In 2016, McCain ran for re-election on repealing the health-care mandate. But in 2017, after his cancer diagnosis, he voted against repeal. But CNN promoted McCain as heroically unifying:
DAVID BRIGGS: All right, Peter, if you look through John McCain's life, a pilot, a prisoner of war who refused early release, a congressman, a senator, a presidential candidate, is service the common thread throughout his life?
PETER KUNHARDT: Service and country above party and courage. He's always had the courage to stand up to whatever the -- whatever the issue is or the person is who he's against. So he's -- one of the things we found most interesting is the consistency of his message. You know, what he's saying today to kind of bring the Senate together resonates today because of all the turmoil in Washington, but he's been saying it for decades. And if you go back in his career, he's been very consistent.
Rubbish. As Robert Robb summarized in the Arizona Republic:
This is one instance in which President Trump's criticisms of McCain are well-founded. McCain did run, as Trump is drumming, on a strong repeal-and-replace platform. In fact, it was the principal distinction he drew with his Democratic opponent, Ann Kirkpatrick. He would vote to repeal Obamacare. She would not. McCain did not say that he would vote to repeal Obamacare, provided Democrats agreed. If he had, his Republican primary with Kelli Ward might have turned out differently.
CNN began by playing gushy praise of McCain from the film by Bill Clinton, Barack Obama, and David Brooks. Then came the “traitor” passage:
BRIGGS: Perhaps Memorial Day will give people a little perspective on what he's all about. I mentioned that service throughout his entire life, but he, Peter, has become probably the most divisive figure in politics, and I don't mean Democratic politics, I mean among Republicans, because of one thing, this thumbs down vote on health care. The president has perpetuated this, that John McCain is in a sense almost a traitor to the Republican Party. What does he make of that, being so -- a divisive figure as he fights for his life?
KUNHARDT: You know, I think what he makes of it -- and the thumbs down is kind of the culmination of the film. What he makes of it is, it's noise, and he's trying to filter out the noise. When we first went to Sedona to interview him, Trump was down there for a rally and there were a lot of calls -- catcalls against McCain. He's saddened by it.
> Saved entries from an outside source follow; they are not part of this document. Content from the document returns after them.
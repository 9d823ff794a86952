//! 账户相关类型定义

use std::fmt;

use proxy_orchestrator_provider::ProviderCredentials;

/// 已配置的账户
///
/// Loaded once at startup and immutable afterwards. `name` is the key used in
/// the state file; `account_id` scopes zone listing to one remote account.
#[derive(Clone, PartialEq, Eq)]
pub struct Account {
    /// 账户名称（小写）
    pub name: String,
    /// 凭证
    pub credentials: ProviderCredentials,
    /// 远端账户 ID（可选）
    pub account_id: Option<String>,
}

impl Account {
    #[must_use]
    pub fn new(name: impl Into<String>, credentials: ProviderCredentials) -> Self {
        Self {
            name: name.into(),
            credentials,
            account_id: None,
        }
    }

    #[must_use]
    pub fn with_account_id(mut self, account_id: impl Into<String>) -> Self {
        self.account_id = Some(account_id.into());
        self
    }
}

// Credentials never reach logs.
impl fmt::Debug for Account {
    fn fmt(&self, f: &mut fmt::Formatter<'_>) -> fmt::Result {
        f.debug_struct("Account")
            .field("name", &self.name)
            .field("account_id", &self.account_id)
            .finish_non_exhaustive()
    }
}
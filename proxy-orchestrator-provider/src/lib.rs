//! # proxy-orchestrator-provider
//!
//! Cloudflare DNS API adapter used by the proxy orchestrator.
//!
//! The crate exposes one provider trait ([`DnsProvider`]), its Cloudflare
//! implementation, and [`RemoteClient`], which wraps any provider with
//! exponential-backoff retry and page collection.
//!
//! ## Feature Flags
//!
//! - **`rustls`** *(default)*: use rustls.
//! - **`native-tls`**: use the platform's native TLS implementation.
//!
//! ## Usage
//!
//! ```rust,no_run
//! use proxy_orchestrator_provider::{create_provider, ProviderCredentials, RemoteClient};
//!
//! #[tokio::main]
//! async fn main() -> Result<(), Box<dyn std::error::Error>> {
//!     let provider = create_provider(ProviderCredentials::Cloudflare {
//!         api_token: "your-token".to_string(),
//!     })?;
//!     let client = RemoteClient::new(provider);
//!
//!     for zone in client.list_all_zones(None).await? {
//!         let records = client.list_all_records(&zone.id).await?;
//!         let proxied = records.iter().filter(|r| r.proxied).count();
//!         println!("{}: {proxied}/{} proxied", zone.name, records.len());
//!     }
//!     Ok(())
//! }
//! ```
//!
//! ## Error Handling
//!
//! All operations return [`Result<T, ProviderError>`](ProviderError).
//! Transient errors (`NetworkError`, `Timeout`, `RateLimited`, and 5xx
//! `ServerError`s) are retried by [`RemoteClient`]; see
//! [`ProviderError::is_retryable`].

mod client;
mod error;
mod factory;
mod http_client;
mod pagination;
mod providers;
mod retry;
mod traits;
mod types;
mod utils;

pub use client::{
    ACCOUNT_PAGE_SIZE, MutationOutcome, RECORD_PAGE_SIZE, RemoteClient, ZONE_PAGE_SIZE,
};
pub use error::{ProviderError, Result};
pub use factory::create_provider;
pub use pagination::paginate;
pub use providers::CloudflareProvider;
pub use retry::{
    DEFAULT_BASE_DELAY, DEFAULT_MAX_ATTEMPTS, DEFAULT_MAX_DELAY, RetryPolicy, Sleeper,
    TokioSleeper, call_with_retry,
};
pub use traits::DnsProvider;
pub use types::{
    DnsRecord, DnsRecordType, Page, PaginationParams, ProviderCredentials, RecordUpdate,
    RemoteAccount, TokenInfo, Zone,
};
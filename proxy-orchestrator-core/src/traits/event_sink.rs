//! Structured run events
//!
//! The engine reports progress and faults as [`RunEvent`]s. Rendering them
//! (console, log file, JSON) is up to the [`EventSink`] the caller injects.

use crate::types::{AccountStats, ChangeAction, ChangeRecord};

/// Something that happened during a run.
#[derive(Debug, Clone, PartialEq, Eq)]
pub enum RunEvent {
    /// Processing of an account begins.
    AccountStarted {
        account: String,
        account_id: Option<String>,
    },
    /// An account in the state file is not configured, or has no provider.
    AccountSkipped { account: String, reason: String },
    /// Records of a zone have been listed (disable) or read from state (restore).
    ZoneScanned {
        account: String,
        zone: String,
        zone_id: String,
        records: usize,
    },
    /// Listing zones or records failed; the scope is treated as empty.
    ScopeFailed {
        account: String,
        zone: Option<String>,
        zone_id: Option<String>,
        error: String,
    },
    /// A record was changed, or would be in a dry run.
    ProxyChanged(ChangeRecord),
    /// The remote record already had the target proxy state; nothing was written.
    AlreadyInState {
        account: String,
        zone: String,
        record_id: String,
        record_name: String,
        proxied: bool,
    },
    /// Changing one record failed.
    RecordFailed {
        account: String,
        zone: String,
        zone_id: String,
        record_id: String,
        record_name: String,
        action: ChangeAction,
        error: String,
    },
    StateSaved { account: String, path: String },
    StateSaveFailed { account: String, error: String },
    /// Processing of an account ended.
    AccountFinished { account: String, stats: AccountStats },
}

/// Receiver of [`RunEvent`]s.
pub trait EventSink: Send + Sync {
    fn emit(&self, event: RunEvent);
}
//! DNS Provider implementations

/// Shared utilities used by provider implementations.
pub mod common;

mod cloudflare;

pub use cloudflare::CloudflareProvider;
//! 共享测试工具和辅助函数

#![allow(dead_code)]

use std::env;

use proxy_orchestrator_provider::{
    ProviderCredentials, RemoteClient, Zone, create_provider,
};

/// 跳过测试的宏（当环境变量缺失时）
#[macro_export]
macro_rules! skip_if_no_credentials {
    ($($var:expr),+) => {
        $(
            if std::env::var($var).is_err() {
                eprintln!("跳过测试: 缺少环境变量 {}", $var);
                return;
            }
        )+
    };
}

/// 断言 `Option` 为 `Some`，并解包返回内部值（失败则直接让测试失败）。
#[macro_export]
macro_rules! require_some {
    ($expr:expr, $($msg:tt)+) => {{
        let opt = $expr;
        assert!(opt.is_some(), "{}", format_args!($($msg)+));
        let Some(val) = opt else {
            return;
        };
        val
    }};
}

/// 断言 `Result` 为 `Ok`，并解包返回内部值（失败则直接让测试失败）。
#[macro_export]
macro_rules! require_ok {
    ($expr:expr, $($msg:tt)+) => {{
        let res = $expr;
        assert!(
            res.is_ok(),
            "{}: {res:?}",
            format_args!($($msg)+)
        );
        let Ok(val) = res else {
            return;
        };
        val
    }};
}

/// 测试上下文 - 封装 client 和测试 zone
pub struct TestContext {
    pub client: RemoteClient,
    pub zone_name: String,
    pub account_id: Option<String>,
}

impl TestContext {
    /// 创建 Cloudflare 测试上下文
    pub fn cloudflare() -> Option<Self> {
        let api_token = env::var("CLOUDFLARE_API_TOKEN").ok()?;
        let zone_name = env::var("TEST_ZONE").ok()?;
        let account_id = env::var("CLOUDFLARE_ACCOUNT_ID").ok();

        let provider = create_provider(ProviderCredentials::Cloudflare { api_token }).ok()?;

        Some(Self {
            client: RemoteClient::new(provider),
            zone_name,
            account_id,
        })
    }

    /// 查找测试 zone
    pub async fn find_zone(&self) -> Option<Zone> {
        let zones = self
            .client
            .list_all_zones(self.account_id.as_deref())
            .await
            .ok()?;
        zones.into_iter().find(|z| z.name == self.zone_name)
    }
}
He's put off by it. But he doesn't want to address them point by point. He thinks when something comes out that's highly outrageous, he'll -- or wrong, he'll address it.
And we, as filmmakers, knew that if we didn't kind of keep our blinders on and look at his narrative story without getting caught up in the political noise of the day, we would never kind of focus in on the true McCain.
They put on the "blinders" all right. The "political noise of the day" is that McCain flip-flopped. As Politico gushed, he "dealt the fatal punch to the GOP’s seven-year campaign promise to shred Obamacare apart. He's now become a hero for Democrats, effectively voting to protect the chief legislative achievement of President Barack Obama, his opponent in the 2008 presidential campaign."